There are about 150 UPI apps in India. Years ago, choosing one was hard. But is there any difference? Isn't the underlying work the same for all? Aren't they just different flavours? True to some extent, but some of these apps provide some extra functionality over or along with UPI, which sometimes is a huge differentiating factor, and this integration of these functionalities made me call it a stack. This stack makes payments easier, and that is what this blog is about.
Isn't basic UPI enough?
UPI is great; I'm a big fan of it, but still, due to its design, it has some downsides. First of all, UPI involves two bank servers, two client app servers, and a UPI server. These hops are also making it a little slow. Let's say 3 to 5 seconds, and if you take the time taken to type the PIN, it would be roughly 10 to 15 seconds, which is as fast as taking cash from your wallet. At least being slow is fine, but sometimes the servers will be busy and you can't make a transaction, so reliability becomes a question here.

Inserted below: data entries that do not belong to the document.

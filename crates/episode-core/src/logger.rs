//! Append-only JSONL step logging.

use std::fs::{File, OpenOptions};
use std::io::{BufWriter, Write};
use std::path::Path;

use episode_events::StepRecord;

/// Writes one step record per line as JSON.
pub struct StepLogger {
    writer: Option<BufWriter<File>>,
    step_count: u64,
}

impl StepLogger {
    /// Create a new logger writing to the specified path.
    pub fn new(path: impl AsRef<Path>) -> std::io::Result<Self> {
        let file = OpenOptions::new()
            .create(true)
            .write(true)
            .truncate(true)
            .open(path)?;

        Ok(Self {
            writer: Some(BufWriter::new(file)),
            step_count: 0,
        })
    }

    /// Create a logger that discards steps (for testing).
    pub fn null() -> Self {
        Self {
            writer: None,
            step_count: 0,
        }
    }

    pub fn step_count(&self) -> u64 {
        self.step_count
    }

    /// Log a single step record.
    pub fn log(&mut self, step: &StepRecord) -> std::io::Result<()> {
        self.step_count += 1;
        if let Some(ref mut writer) = self.writer {
            let json = serde_json::to_string(step)?;
            writeln!(writer, "{}", json)?;
        }
        Ok(())
    }

    /// Log an entire episode sequence.
    pub fn log_batch(&mut self, steps: &[StepRecord]) -> std::io::Result<()> {
        for step in steps {
            self.log(step)?;
        }
        Ok(())
    }

    /// Flush the buffer to disk.
    pub fn flush(&mut self) -> std::io::Result<()> {
        if let Some(ref mut writer) = self.writer {
            writer.flush()?;
        }
        Ok(())
    }
}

The way it works is that you will do the setup, and when you do a payment, based on the merchant, payment amount, and your last payment preference, the app, by default, will decide the most appropriate thing to pay from, which you can also override at the payment level.
1. Paytm Wallet
Unlike UPI transactions, which require five parties to complete a transaction, wallet transactions only require one party, the wallet provider. In comparison to a regular UPI payment, this is extremely fast. Furthermore, you do not have to enter the PIN for the wallet transaction, making things more convenient and quick. So, if you scan the UPI QR code of a merchant who has also connected his wallet, you are eligible for a transaction through the wallet, and most merchants have enabled this as far as I can tell.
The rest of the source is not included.